*** Begin section ***

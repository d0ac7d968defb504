//! Scenario steps over the page objects.
//!
//! Each step annotates the reporter, runs its verifications and returns
//! structured results; assertions are left to the scenario.

mod login_page;
mod main_page;

pub use login_page::{
    CaptchaResults, LoginFormFields, LoginPageSteps, RegistrationResults, SocialLoginResults,
};
pub use main_page::{MainPageSteps, ServicesSection};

*** End section ***

» WORK REQUIRED
Retype exactly, please, each line from the line that contains "to the scenario." through the last line of the entries above, with nothing added.

» FINAL ANSWER
//! structured results; assertions are left to the scenario.

mod login_page;
mod main_page;

pub use login_page::{
    CaptchaResults, LoginFormFields, LoginPageSteps, RegistrationResults, SocialLoginResults,
};
pub use main_page::{MainPageSteps, ServicesSection};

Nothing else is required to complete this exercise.